Mercenaires russes au Mali : les raisons d’un taux de pertes exceptionnellement bas

Mercenaires russes au Mali : les raisons d’un taux de pertes exceptionnellement bas

Dans les vastes étendues du Sahel malien, les affrontements entre les groupes armés djihadistes et les forces de sécurité se succèdent. Pourtant, une donnée intrigue les observateurs : les pertes infligées aux mercenaires russes d’Africa Corps restent bien inférieures à celles subies par l’armée malienne. Plusieurs facteurs expliquent cette situation.

Alliance militaire du G5 Sahel au Mali

Des effectifs réduits, une exposition moindre

L’une des principales raisons de ce faible taux de pertes réside dans la différence d’effectifs entre les deux forces. Selon les estimations disponibles, les paramilitaires russes ne seraient qu’entre 1 500 et 2 000 hommes, contre plus de 13 000 soldats maliens déployés sur le terrain. Une présence massive qui expose davantage les Forces armées maliennes (FAMa) aux attaques djihadistes.

Leur rôle diffère également. Les mercenaires d’Africa Corps ne sont pas conçus pour remplacer les troupes locales, mais pour les soutenir. En conséquence, les soldats maliens restent en première ligne dans la majorité des opérations et occupent les positions les plus exposées. Les Russes interviennent principalement en arrière-plan, assurant des missions de soutien logistique, d’analyse des renseignements ou de coordination via drones.

L’analyste Mamadou Mouth Bane, spécialiste des dynamiques sécuritaires au Sahel, résume cette situation : « Les militaires maliens sont en première ligne, placés dans les zones les plus dangereuses. Les paramilitaires russes, eux, gèrent souvent la communication, analysent les données des drones ou protègent des sites stratégiques. Résultat : la majorité des victimes et des otages sont des Maliens. »

Une expérience et un équipement qui font la différence

Les mercenaires russes ne sont pas pour autant à l’abri des combats. Plusieurs rapports confirment que des pertes ont été enregistrées dans le nord et le centre du pays ces dernières années. Cependant, leur statut de vétérans aguerris joue en leur faveur. Beaucoup ont participé à des conflits en Ukraine, en Syrie ou en Géorgie, leur offrant une maîtrise tactique supérieure à celle des soldats maliens.

Abdoulaye Sounaye, chercheur au Centre Leibniz pour l’Orient moderne, précise : « Ces paramilitaires sont avant tout des mercenaires professionnels, habitués aux terrains hostiles. Leur expérience, couplée à des équipements modernes — véhicules blindés, moyens aériens et systèmes de protection avancés — leur permet de mieux résister aux attaques que les forces maliennes, souvent moins bien équipées. »

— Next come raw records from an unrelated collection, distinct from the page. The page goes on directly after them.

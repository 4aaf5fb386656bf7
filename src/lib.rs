//! Threshold-driven divide-and-conquer sorting (merge sort and quicksort, each in a
//! sequential and a parallel fork/join form) for non-contiguous (sub)views into
//! *n*-dimensional [`ndarray`] arrays.
//!
//! Every strategy splits its (sub)view into disjoint partitions and sorts them recursively:
//! the merge family splits at the midpoint and merges the sorted halves back in place, the
//! quicksort family partitions around a pivot and recurses into the two sides. Partitions of
//! at most a caller-configured `threshold` elements are sorted directly by insertion sort.
//! The parallel variants issue the two recursive calls of every split above the threshold as
//! concurrent `rayon` tasks and join them before merging or returning, so sibling tasks
//! always mutate disjoint regions of the same backing array without locks.
//!
//! # Example
//!
//! ```
//! use ndarray_forksort::{ForkSort1Ext, ndarray::arr2};
//!
//! // 2-dimensional array of 4 rows and 5 columns.
//! let mut v = arr2(&[[-5, 4, 1, -3,  2],   // row 0, axis 0
//!                    [ 8, 3, 2,  4,  8],   // row 1, axis 0
//!                    [38, 9, 3,  0,  3],   // row 2, axis 0
//!                    [ 4, 9, 0,  8, -1]]); // row 3, axis 0
//!
//! // Mutable subview into the last column. Due to row-major memory layout, columns are
//! // non-contiguous and hence cannot be sorted by viewing them as mutable slices.
//! let mut column = v.column_mut(4);
//! assert_eq!(column.as_slice_mut(), None);
//!
//! // Sort the column in place; partitions of at most 2 elements are insertion-sorted.
//! column.quick_sort(2);
//!
//! assert!(v == arr2(&[[-5, 4, 1, -3, -1],
//!                     [ 8, 3, 2,  4,  2],
//!                     [38, 9, 3,  0,  3],
//!                     [ 4, 9, 0,  8,  8]]));
//! ```
//!
//! # Threshold
//!
//! The `threshold` argument of every sort is the partition size at or below which the
//! recursion stops splitting and sorts directly. It is passed explicitly per call instead of
//! being a process-wide constant. Values below `1` behave like `1`, as partitions of fewer
//! than two elements are already ordered. For the parallel variants the threshold also bounds
//! the number of outstanding tasks: every split above it forks exactly two tasks, so up to
//! roughly `len / threshold` tasks can be pending at once. Tasks are work items drained by
//! rayon's fixed pool of worker threads, never threads of their own.
//!
//! # Features
//!
//!   * `alloc` for the sequential `merge_sort*` family and its scratch buffer. Enabled by
//!     `std`.
//!   * `std` for the `verify` harness. Enabled by `default` or `rayon`.
//!   * `rayon` for the parallel `par_merge_sort*`/`par_quick_sort*` families.
//!
//! The [`quick_sort`](ForkSort1Ext::quick_sort)`*` family is in-place and works without
//! `alloc`.

#![deny(
	missing_docs,
	rustdoc::broken_intra_doc_links,
	rustdoc::missing_crate_level_docs
)]
#![cfg_attr(not(feature = "std"), no_std)]
#![cfg_attr(docsrs, feature(doc_auto_cfg))]

mod insertion_sort;
mod merge_sort;
mod partition;
mod quick_sort;
mod verify;

#[cfg(feature = "rayon")]
mod par;
#[cfg(feature = "rayon")]
use par::{merge_sort::par_merge_sort, quick_sort::par_quick_sort};

#[cfg(feature = "alloc")]
use crate::merge_sort::merge_sort;
use crate::{partition::is_sorted, quick_sort::quick_sort};
use core::cmp::Ordering::{self, Less};
use ndarray::{ArrayBase, Data, DataMut, Ix1};

#[cfg(feature = "std")]
pub use crate::verify::{Divergence, verify};
pub use ndarray;

/// Extension trait for 1-dimensional [`ArrayBase<S, Ix1>`](`ArrayBase`) arrays or (sub)views
/// with arbitrary memory layout (e.g., non-contiguous), providing threshold-driven
/// divide-and-conquer sorts in sequential and parallel (fork/join) forms.
pub trait ForkSort1Ext<A, S>
where
	S: Data<Elem = A>,
{
	/// Sorts the array using merge sort.
	///
	/// This sort is stable (i.e., does not reorder equal elements), deterministic and
	/// *O*(*n* \* log(*n*)) worst-case. It allocates temporary storage half the size of
	/// `self`.
	///
	/// # Current Implementation
	///
	/// The array is split at its midpoint, both halves are sorted recursively and then merged
	/// back into the same span, preferring the left half on ties. Partitions of at most
	/// `threshold` elements are sorted directly by insertion sort.
	///
	/// # Examples
	///
	/// ```
	/// use ndarray_forksort::{ForkSort1Ext, ndarray::arr1};
	///
	/// let mut v = arr1(&[5, 3, 4, 1, 2]);
	///
	/// v.merge_sort(2);
	/// assert!(v == arr1(&[1, 2, 3, 4, 5]));
	/// ```
	#[cfg(feature = "alloc")]
	fn merge_sort(&mut self, threshold: usize)
	where
		A: Ord,
		S: DataMut;
	/// Sorts the array with a comparator function using merge sort.
	///
	/// Like [`merge_sort`](ForkSort1Ext::merge_sort), but ordered by `compare`, which must
	/// define a total ordering for the elements in the array: for all `a`, `b` and `c`,
	/// exactly one of `a < b`, `a == b` or `a > b` holds, and all three relations are
	/// transitive. If the ordering is not total, the order of the elements is unspecified.
	///
	/// For example, while [`f64`] doesn't implement [`Ord`] because `NaN != NaN`, we can use
	/// `partial_cmp` as our sort function when we know the array doesn't contain a `NaN`.
	///
	/// # Examples
	///
	/// ```
	/// use ndarray_forksort::{ForkSort1Ext, ndarray::arr1};
	///
	/// let mut floats = arr1(&[5f64, 4.0, 1.0, 3.0, 2.0]);
	/// floats.merge_sort_by(|a, b| a.partial_cmp(b).unwrap(), 4);
	/// assert_eq!(floats, arr1(&[1.0, 2.0, 3.0, 4.0, 5.0]));
	///
	/// // reverse sorting
	/// let mut v = arr1(&[5, 4, 1, 3, 2]);
	/// v.merge_sort_by(|a, b| b.cmp(a), 2);
	/// assert!(v == arr1(&[5, 4, 3, 2, 1]));
	/// ```
	#[cfg(feature = "alloc")]
	fn merge_sort_by<F>(&mut self, compare: F, threshold: usize)
	where
		F: FnMut(&A, &A) -> Ordering,
		S: DataMut;
	/// Sorts the array with a key extraction function using merge sort.
	///
	/// # Examples
	///
	/// ```
	/// use ndarray_forksort::{ForkSort1Ext, ndarray::arr1};
	///
	/// let mut v = arr1(&[-5i32, 4, 1, -3, 2]);
	///
	/// v.merge_sort_by_key(|k| k.abs(), 2);
	/// assert!(v == arr1(&[1, 2, -3, 4, -5]));
	/// ```
	#[cfg(feature = "alloc")]
	fn merge_sort_by_key<K, F>(&mut self, f: F, threshold: usize)
	where
		K: Ord,
		F: FnMut(&A) -> K,
		S: DataMut;

	/// Sorts the array in parallel using merge sort.
	///
	/// This sort is stable (i.e., does not reorder equal elements) and *O*(*n* \* log(*n*))
	/// worst-case. It allocates a temporary buffer the size of `self`.
	///
	/// # Current Implementation
	///
	/// The array is split at its midpoint and the two recursive sort calls are issued as
	/// concurrent tasks on disjoint subviews; the merge of a split is a join barrier that
	/// runs strictly after both of its sub-sorts complete. Partitions of at most `threshold`
	/// elements are sorted directly by insertion sort without spawning a task, so the
	/// threshold bounds the number of outstanding tasks while rayon's worker pool bounds the
	/// actual parallelism.
	///
	/// # Examples
	///
	/// ```
	/// use ndarray_forksort::{ForkSort1Ext, ndarray::arr1};
	///
	/// let mut v = arr1(&[-5, 4, 1, -3, 2]);
	///
	/// v.par_merge_sort(2);
	/// assert!(v == arr1(&[-5, -3, 1, 2, 4]));
	/// ```
	#[cfg(feature = "rayon")]
	fn par_merge_sort(&mut self, threshold: usize)
	where
		A: Ord + Send,
		S: DataMut;
	/// Sorts the array in parallel with a comparator function using merge sort.
	///
	/// Like [`par_merge_sort`](ForkSort1Ext::par_merge_sort), but ordered by `compare`,
	/// which must define a total ordering for the elements in the array.
	///
	/// # Examples
	///
	/// ```
	/// use ndarray_forksort::{ForkSort1Ext, ndarray::arr1};
	///
	/// let mut v = arr1(&[5, 4, 1, 3, 2]);
	/// v.par_merge_sort_by(|a, b| b.cmp(a), 2);
	/// assert!(v == arr1(&[5, 4, 3, 2, 1]));
	/// ```
	#[cfg(feature = "rayon")]
	fn par_merge_sort_by<F>(&mut self, compare: F, threshold: usize)
	where
		A: Send,
		F: Fn(&A, &A) -> Ordering + Sync,
		S: DataMut;
	/// Sorts the array in parallel with a key extraction function using merge sort.
	#[cfg(feature = "rayon")]
	fn par_merge_sort_by_key<K, F>(&mut self, f: F, threshold: usize)
	where
		A: Send,
		K: Ord,
		F: Fn(&A) -> K + Sync,
		S: DataMut;

	/// Sorts the array using quicksort.
	///
	/// This sort is unstable (i.e., may reorder equal elements), in-place (i.e., does not
	/// allocate) and *O*(*n* \* log(*n*)) on average.
	///
	/// # Current Implementation
	///
	/// The array is partitioned in place around the value of its middle element by scanning
	/// from both ends and swapping out-of-place pairs until the cursors cross; the recursion
	/// then descends into both sides, shorter side first. The split point always strictly
	/// separates the range, so runs of equal elements cannot stall the recursion. Partitions
	/// of at most `threshold` elements are sorted directly by insertion sort.
	///
	/// # Examples
	///
	/// ```
	/// use ndarray_forksort::{ForkSort1Ext, ndarray::arr1};
	///
	/// let mut v = arr1(&[2, 2, 2, 1, 3]);
	///
	/// v.quick_sort(0);
	/// assert!(v == arr1(&[1, 2, 2, 2, 3]));
	/// ```
	fn quick_sort(&mut self, threshold: usize)
	where
		A: Ord,
		S: DataMut;
	/// Sorts the array with a comparator function using quicksort.
	///
	/// Like [`quick_sort`](ForkSort1Ext::quick_sort), but ordered by `compare`, which must
	/// define a total ordering for the elements in the array.
	///
	/// # Examples
	///
	/// ```
	/// use ndarray_forksort::{ForkSort1Ext, ndarray::arr1};
	///
	/// let mut floats = arr1(&[5f64, 4.0, 1.0, 3.0, 2.0]);
	/// floats.quick_sort_by(|a, b| a.partial_cmp(b).unwrap(), 2);
	/// assert_eq!(floats, arr1(&[1.0, 2.0, 3.0, 4.0, 5.0]));
	/// ```
	fn quick_sort_by<F>(&mut self, compare: F, threshold: usize)
	where
		F: FnMut(&A, &A) -> Ordering,
		S: DataMut;
	/// Sorts the array with a key extraction function using quicksort.
	///
	/// # Examples
	///
	/// ```
	/// use ndarray_forksort::{ForkSort1Ext, ndarray::arr1};
	///
	/// let mut v = arr1(&[-5i32, 4, 1, -3, 2]);
	///
	/// v.quick_sort_by_key(|k| k.abs(), 2);
	/// assert!(v == arr1(&[1, 2, -3, 4, -5]));
	/// ```
	fn quick_sort_by_key<K, F>(&mut self, f: F, threshold: usize)
	where
		K: Ord,
		F: FnMut(&A) -> K,
		S: DataMut;

	/// Sorts the array in parallel using quicksort.
	///
	/// This sort is unstable (i.e., may reorder equal elements), in-place (i.e., does not
	/// allocate) and *O*(*n* \* log(*n*)) on average.
	///
	/// # Current Implementation
	///
	/// Partitioning always executes sequentially, as it mutates the full range; the two
	/// recursive calls on the resulting sub-ranges are then issued as concurrent tasks on
	/// disjoint subviews and joined before the call returns. Partitions of at most
	/// `threshold` elements are sorted directly by insertion sort without spawning a task.
	///
	/// # Examples
	///
	/// ```
	/// use ndarray_forksort::{ForkSort1Ext, ndarray::arr1};
	///
	/// let mut v = arr1(&[-5, 4, 1, -3, 2]);
	///
	/// v.par_quick_sort(2);
	/// assert!(v == arr1(&[-5, -3, 1, 2, 4]));
	/// ```
	#[cfg(feature = "rayon")]
	fn par_quick_sort(&mut self, threshold: usize)
	where
		A: Ord + Send,
		S: DataMut;
	/// Sorts the array in parallel with a comparator function using quicksort.
	///
	/// Like [`par_quick_sort`](ForkSort1Ext::par_quick_sort), but ordered by `compare`,
	/// which must define a total ordering for the elements in the array.
	#[cfg(feature = "rayon")]
	fn par_quick_sort_by<F>(&mut self, compare: F, threshold: usize)
	where
		A: Send,
		F: Fn(&A, &A) -> Ordering + Sync,
		S: DataMut;
	/// Sorts the array in parallel with a key extraction function using quicksort.
	///
	/// # Examples
	///
	/// ```
	/// use ndarray_forksort::{ForkSort1Ext, ndarray::arr1};
	///
	/// let mut v = arr1(&[-5i32, 4, 1, -3, 2]);
	///
	/// v.par_quick_sort_by_key(|k| k.abs(), 2);
	/// assert!(v == arr1(&[1, 2, -3, 4, -5]));
	/// ```
	#[cfg(feature = "rayon")]
	fn par_quick_sort_by_key<K, F>(&mut self, f: F, threshold: usize)
	where
		A: Send,
		K: Ord,
		F: Fn(&A) -> K + Sync,
		S: DataMut;

	/// Checks if the elements of this array are sorted.
	///
	/// That is, for each element `a` and its following element `b`, `a <= b` must hold. If
	/// the array yields exactly zero or one element, `true` is returned.
	///
	/// Note that if `A` is only `PartialOrd`, but not `Ord`, the above definition implies
	/// that this function returns `false` if any two consecutive items are not comparable.
	///
	/// # Examples
	///
	/// ```
	/// use ndarray_forksort::{ForkSort1Ext, ndarray::arr1};
	///
	/// let empty: [i32; 0] = [];
	///
	/// assert!(arr1(&[1, 2, 2, 9]).is_sorted());
	/// assert!(!arr1(&[1, 3, 2, 4]).is_sorted());
	/// assert!(arr1(&[0]).is_sorted());
	/// assert!(arr1(&empty).is_sorted());
	/// assert!(!arr1(&[0.0, 1.0, f32::NAN]).is_sorted());
	/// ```
	#[must_use]
	fn is_sorted(&self) -> bool
	where
		A: PartialOrd;
	/// Checks if the elements of this array are sorted using the given comparator function.
	///
	/// Instead of using `PartialOrd::partial_cmp`, this function uses the given `compare`
	/// function to determine the ordering of two elements. Apart from that, it's equivalent
	/// to [`is_sorted`](ForkSort1Ext::is_sorted); see its documentation for more information.
	#[must_use]
	fn is_sorted_by<F>(&self, compare: F) -> bool
	where
		F: FnMut(&A, &A) -> Option<Ordering>;
}
//! Comparison of a candidate ordering against a trusted reference ordering.

#![cfg(feature = "std")]

use core::{
	cmp,
	fmt::{self, Debug, Display, Formatter},
};
use ndarray::{ArrayBase, Data, Ix1};

/// Report of a candidate ordering diverging from the reference ordering.
///
/// Returned by [`verify`]. A divergence is a logic error of the strategy under test, not a
/// transient runtime fault, so it is reported as a descriptive value carrying snapshots of
/// both sequences rather than by aborting.
#[derive(Debug, Clone, PartialEq, Eq)]
pub struct Divergence<A> {
	/// First position at which the sequences differ.
	pub index: usize,
	/// The ordering produced by the strategy under test.
	pub candidate: Vec<A>,
	/// The trusted ordering.
	pub reference: Vec<A>,
}

impl<A: Debug> Display for Divergence<A> {
	fn fmt(&self, f: &mut Formatter<'_>) -> fmt::Result {
		write!(
			f,
			"candidate diverges from reference at index {}: candidate {:?}, reference {:?}",
			self.index, self.candidate, self.reference
		)
	}
}

impl<A: Debug> std::error::Error for Divergence<A> {}

/// Compares `candidate` against `reference` element by element.
///
/// Returns the first [`Divergence`], where sequences of unequal length diverge at the first
/// position past the shorter one. Intended for correctness testing of sort strategies: sort
/// one copy of the input with the strategy under test and another with a trusted sort, then
/// compare.
///
/// # Examples
///
/// ```
/// use ndarray_forksort::{ndarray::arr1, verify};
///
/// assert!(verify(&arr1(&[1, 2, 3]), &arr1(&[1, 2, 3])).is_ok());
///
/// let divergence = verify(&arr1(&[1, 3, 2]), &arr1(&[1, 2, 3])).unwrap_err();
/// assert_eq!(divergence.index, 1);
/// assert_eq!(divergence.candidate, [1, 3, 2]);
/// assert_eq!(divergence.reference, [1, 2, 3]);
/// ```
pub fn verify<A, S1, S2>(
	candidate: &ArrayBase<S1, Ix1>,
	reference: &ArrayBase<S2, Ix1>,
) -> Result<(), Divergence<A>>
where
	A: Clone + PartialEq,
	S1: Data<Elem = A>,
	S2: Data<Elem = A>,
{
	let index = candidate
		.iter()
		.zip(reference.iter())
		.position(|(c, r)| c != r);
	let index = match index {
		Some(index) => index,
		None if candidate.len() == reference.len() => return Ok(()),
		None => cmp::min(candidate.len(), reference.len()),
	};
	Err(Divergence {
		index,
		candidate: candidate.iter().cloned().collect(),
		reference: reference.iter().cloned().collect(),
	})
}

#[cfg(test)]
mod test {
	use super::verify;
	use ndarray::arr1;

	#[test]
	fn matching_sequences() {
		assert!(verify(&arr1(&[1, 2, 2, 3]), &arr1(&[1, 2, 2, 3])).is_ok());
		assert!(verify(&arr1::<i32>(&[]), &arr1(&[])).is_ok());
	}

	#[test]
	fn first_differing_position() {
		let divergence = verify(&arr1(&[1, 2, 4, 3]), &arr1(&[1, 2, 3, 4])).unwrap_err();
		assert_eq!(divergence.index, 2);
		assert_eq!(divergence.candidate, vec![1, 2, 4, 3]);
		assert_eq!(divergence.reference, vec![1, 2, 3, 4]);
	}

	#[test]
	fn length_mismatch() {
		let divergence = verify(&arr1(&[1, 2]), &arr1(&[1, 2, 3])).unwrap_err();
		assert_eq!(divergence.index, 2);
	}

	#[test]
	fn report_names_both_sequences() {
		let divergence = verify(&arr1(&[2, 1]), &arr1(&[1, 2])).unwrap_err();
		let report = divergence.to_string();
		assert!(report.contains("index 0"));
		assert!(report.contains("[2, 1]"));
		assert!(report.contains("[1, 2]"));
	}
}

Une stratégie ciblée pour limiter les risques

Avec des effectifs réduits, les Russes adoptent une approche sélective. Plutôt que de disperser leurs moyens, ils privilégient la protection des infrastructures critiques et des opérations à haute valeur ajoutée. Les troupes maliennes, quant à elles, assurent une présence continue sur le terrain, ce qui les expose davantage aux embuscades et aux combats prolongés.

Cette complémentarité entre les deux forces permet aux mercenaires russes de limiter leur exposition tout en apportant un soutien décisif aux FAMa. Une organisation qui explique, en partie, leur taux de pertes bien inférieur à celui des soldats maliens.